Web Graph Mining
- As all hyperlinked environments, the World Wide Web can be seen as a directed graph in the following way: Web pages are vertices of the graph, whereas hyperlinks between pages are edges.
- This viewpoint has led to major advances in Web search, notably with the PageRank and HITS algorithms presented in this section.
- Moreover, Extraction of knowledge from graphs, or graph mining, has been used on other graph structures than the Web, for instance on the graph of publications, where edges are the citation links between publications. Cocitation analysis relies on the observation that two papers that are cited by about the same set of papers are similar.
- Other graphs susceptible to this kind of analysis include graphs of dictionaries, or encyclopedias, or graphs of social networks.
PageRank : Web Graph Mining
- PageRank, which introduced with much success by the founders of the Google search engine, is a formalization of this idea.
- The PageRank of a page I can defined informally as the probability pr(i). That the random surfer has arrived on page I at some distant given point in the future.
- Consider for instance the basic graph on the left of Figure.
A random surfer will reach node A at step I if it reaches node B, C or D at step i – 1. Therefore:
pr(A) = pr(B) + pr(C) + pr(D)
Online Computation: Web Graph Mining
- The computation of PageRank by iterative multiplication of a vector by the dampened transition matrix requires the storage of. And efficient access to, the entire Web matrix.
- This can do on a cluster of PCs using an appropriate distributed storage technique (see the chapters devoted to distributed indexing and distributed computing).
- An alternative to compute PageRank while crawling the Web, on the fly. By making use of the random walk interpretation of PageRank.
This is what the following algorithm, known as OPIC for Online PageRank Importance Computation, does:
- Store a global cashflow G, initially 0.
- Store for each URL ‘u’ its cash C(u) and history H(u).
- Initially, each page has some initial cash c0.
- So, We crawl the Web, with some crawling strategy that accesses repeatedly a given URL.
- When accessing URL u:
- we set H(u) := H(u) + C(u);
- Moreover, we set C(u’) := C(u)/nu for all URL u’ pointed to by u, with nu the number of outgoing links in u.
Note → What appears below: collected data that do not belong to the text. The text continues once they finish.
//! Single control command execution
//!
//! A command targets either a coil (on/off actuator) or a register
//! (temperature setpoint in tenths of a degree, or fan speed) on one unit.

use std::sync::Arc;

use serde::{Deserialize, Serialize};
use tracing::warn;

use crate::bus::SharedBus;

/// One control command against one unit
#[derive(Debug, Clone, Serialize, Deserialize)]
pub struct Command {
    /// "coil", "temp" or "fan_speed"
    pub action: String,
    pub value: u16,
    pub address: u16,
    #[serde(default = "default_slave_id")]
    pub slave_id: u8,
}

fn default_slave_id() -> u8 {
    1
}

/// Result of executing one command
#[derive(Debug, Clone, Serialize, Deserialize)]
pub struct CommandOutcome {
    pub command: Command,
    pub succeeded: bool,
    pub message: String,
}

impl CommandOutcome {
    fn success(command: &Command, message: impl Into<String>) -> Self {
        Self {
            command: command.clone(),
            succeeded: true,
            message: message.into(),
        }
    }

    fn failure(command: &Command, message: impl Into<String>) -> Self {
        Self {
            command: command.clone(),
            succeeded: false,
            message: message.into(),
        }
    }
}

/// Validates and executes one command against the shared bus
#[derive(Clone)]
pub struct CommandDispatcher {
    bus: Arc<SharedBus>,
}

impl CommandDispatcher {
    pub fn new(bus: Arc<SharedBus>) -> Self {
        Self { bus }
    }

    /// Execute one command: exactly one bus write (coil or register),
    /// never both. Unknown actions and a disconnected bus fail without
    /// touching the bus at all.
    pub async fn execute(&self, cmd: &Command) -> CommandOutcome {
        if !self.bus.is_connected() {
            return CommandOutcome::failure(cmd, "Modbus device not connected");
        }

        match cmd.action.as_str() {
            "coil" => {
                match self
                    .bus
                    .write_coil(cmd.slave_id, cmd.address, cmd.value != 0)
                    .await
                {
                    Ok(()) => CommandOutcome::success(
                        cmd,
                        format!("Coil at address {} set to {}", cmd.address, cmd.value),
                    ),
                    Err(e) => {
                        warn!("Coil write to {}:{} failed: {}", cmd.slave_id, cmd.address, e);
                        CommandOutcome::failure(
                            cmd,
                            format!("Failed to write coil at address {}: {}", cmd.address, e),
                        )
                    }
                }
            }
            "temp" => {
                match self
                    .bus
                    .write_register(cmd.slave_id, cmd.address, cmd.value)
                    .await
                {
                    Ok(()) => CommandOutcome::success(
                        cmd,
                        format!(
                            "Temperature at address {} set to {:.1}°C",
                            cmd.address,
                            f64::from(cmd.value) / 10.0
                        ),
                    ),
                    Err(e) => {
                        warn!(
                            "Temperature write to {}:{} failed: {}",
                            cmd.slave_id, cmd.address, e
                        );
                        CommandOutcome::failure(
                            cmd,
                            format!(
                                "Failed to write temperature at address {}: {}",
                                cmd.address, e
                            ),
                        )
                    }
                }
            }
            "fan_speed" => {
                match self
                    .bus
                    .write_register(cmd.slave_id, cmd.address, cmd.value)
                    .await
                {
                    Ok(()) => CommandOutcome::success(
                        cmd,
                        format!("Fan speed at address {} set to {}", cmd.address, cmd.value),
                    ),
                    Err(e) => {
                        warn!(
                            "Fan speed write to {}:{} failed: {}",
                            cmd.slave_id, cmd.address, e
                        );
                        CommandOutcome::failure(
                            cmd,
                            format!("Failed to write fan speed at address {}: {}", cmd.address, e),
                        )
                    }
                }
            }
            _ => CommandOutcome::failure(cmd, "Invalid action specified"),
        }
    }
}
- we set G := G + C(u) and C(u) := 0.
- At any given time, the PageRank of u can approximate as H(u)/G.
HITS: Web Graph Mining
- The HITS algorithm (Hypertext Induced Topic Selection) another approach proposed by Kleinberg.
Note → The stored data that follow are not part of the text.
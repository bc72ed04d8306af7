//! ventsrv - HTTP control plane to Modbus RTU bridge for HVAC vent
//! controllers
//!
//! Translates REST requests into field-bus transactions and bus readings
//! into REST responses. All bus traffic is serialized through a single
//! shared transport; bulk work runs on background workers decoupled from
//! the triggering request.

pub mod aggregator;
pub mod api;
pub mod batch;
pub mod bus;
pub mod command;
pub mod config;
pub mod error;
pub mod status;
pub mod store;

pub use error::{Result, VentsrvError};

/// Service name used in logs and health responses
pub const SERVICE_NAME: &str = "ventsrv";
/// Service version from the crate manifest
pub const SERVICE_VERSION: &str = env!("CARGO_PKG_VERSION");
//! In-memory result storage
//!
//! `ResultStore` keeps the single most recent bulk status snapshot;
//! `CommandLog` keeps per-run command outcomes so batch results are
//! queryable instead of silently dropped.

use std::collections::HashMap;
use std::sync::Arc;

use chrono::{DateTime, Utc};
use parking_lot::RwLock;
use serde::{Deserialize, Serialize};
use uuid::Uuid;

use crate::aggregator::BulkSnapshot;
use crate::command::CommandOutcome;

/// Single-slot store for the latest bulk status snapshot
///
/// `put` swaps in a fresh immutable snapshot; `get` clones the Arc, so a
/// reader can never observe a partially written snapshot.
#[derive(Default)]
pub struct ResultStore {
    slot: RwLock<Option<Arc<BulkSnapshot>>>,
}

impl ResultStore {
    pub fn new() -> Self {
        Self::default()
    }

    /// Overwrite the retained snapshot
    pub fn put(&self, snapshot: BulkSnapshot) {
        *self.slot.write() = Some(Arc::new(snapshot));
    }

    /// Latest snapshot, if any run has completed
    pub fn get(&self) -> Option<Arc<BulkSnapshot>> {
        self.slot.read().clone()
    }
}

/// State of one submitted command batch
#[derive(Debug, Clone, Serialize, Deserialize)]
pub struct BatchRun {
    pub run_id: Uuid,
    pub total: usize,
    pub finished: bool,
    pub outcomes: Vec<CommandOutcome>,
    pub submitted_at: DateTime<Utc>,
}

/// Run-id keyed log of command batch outcomes
#[derive(Default)]
pub struct CommandLog {
    runs: RwLock<HashMap<Uuid, BatchRun>>,
}

impl CommandLog {
    pub fn new() -> Self {
        Self::default()
    }

    /// Register a freshly accepted batch
    pub fn create(&self, run_id: Uuid, total: usize) {
        self.runs.write().insert(
            run_id,
            BatchRun {
                run_id,
                total,
                finished: false,
                outcomes: Vec::with_capacity(total),
                submitted_at: Utc::now(),
            },
        );
    }

    /// Record one executed command's outcome
    pub fn append(&self, run_id: Uuid, outcome: CommandOutcome) {
        if let Some(run) = self.runs.write().get_mut(&run_id) {
            run.outcomes.push(outcome);
        }
    }

    /// Mark a batch as fully processed
    pub fn finish(&self, run_id: Uuid) {
        if let Some(run) = self.runs.write().get_mut(&run_id) {
            run.finished = true;
        }
    }

    /// Snapshot of one run's state
    pub fn get(&self, run_id: Uuid) -> Option<BatchRun> {
        self.runs.read().get(&run_id).cloned()
    }
}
- The main idea is to distinguish two kinds of Web pages: hubs and authorities.
- Hubs are pages that point to good authorities, whereas authorities pages that pointed to by good hubs.
- As with PageRank, we use again a mutually recursive definition that will lead to an iterative fixpoint computation.
Spamdexing: Web Graph Mining
- The term spamdexing describes all fraudulent techniques that used by unscrupulous Webmasters to artificially raise the visibility of their website to users of search engines.
- As with virus and antivirus, or spam and spam fighting, spamdexing. And the fight against it is an unceasing series of techniques implemented by spamdexers, closely followed by counter techniques deployed by search engines.
Discovering Communities on the Web
- The graph structure of the Web can use beyond the computation of PageRank-like importance scores.
- Another important graph mining technique that can use on the Web is graph clustering:
- Using the structure of the graph to delimitate homogeneous sets of Web pages ( e.g., communities of Web sites about the same topic).
- The assumption is that closely connected set of pages in a Web page will share some common semantic characteristic.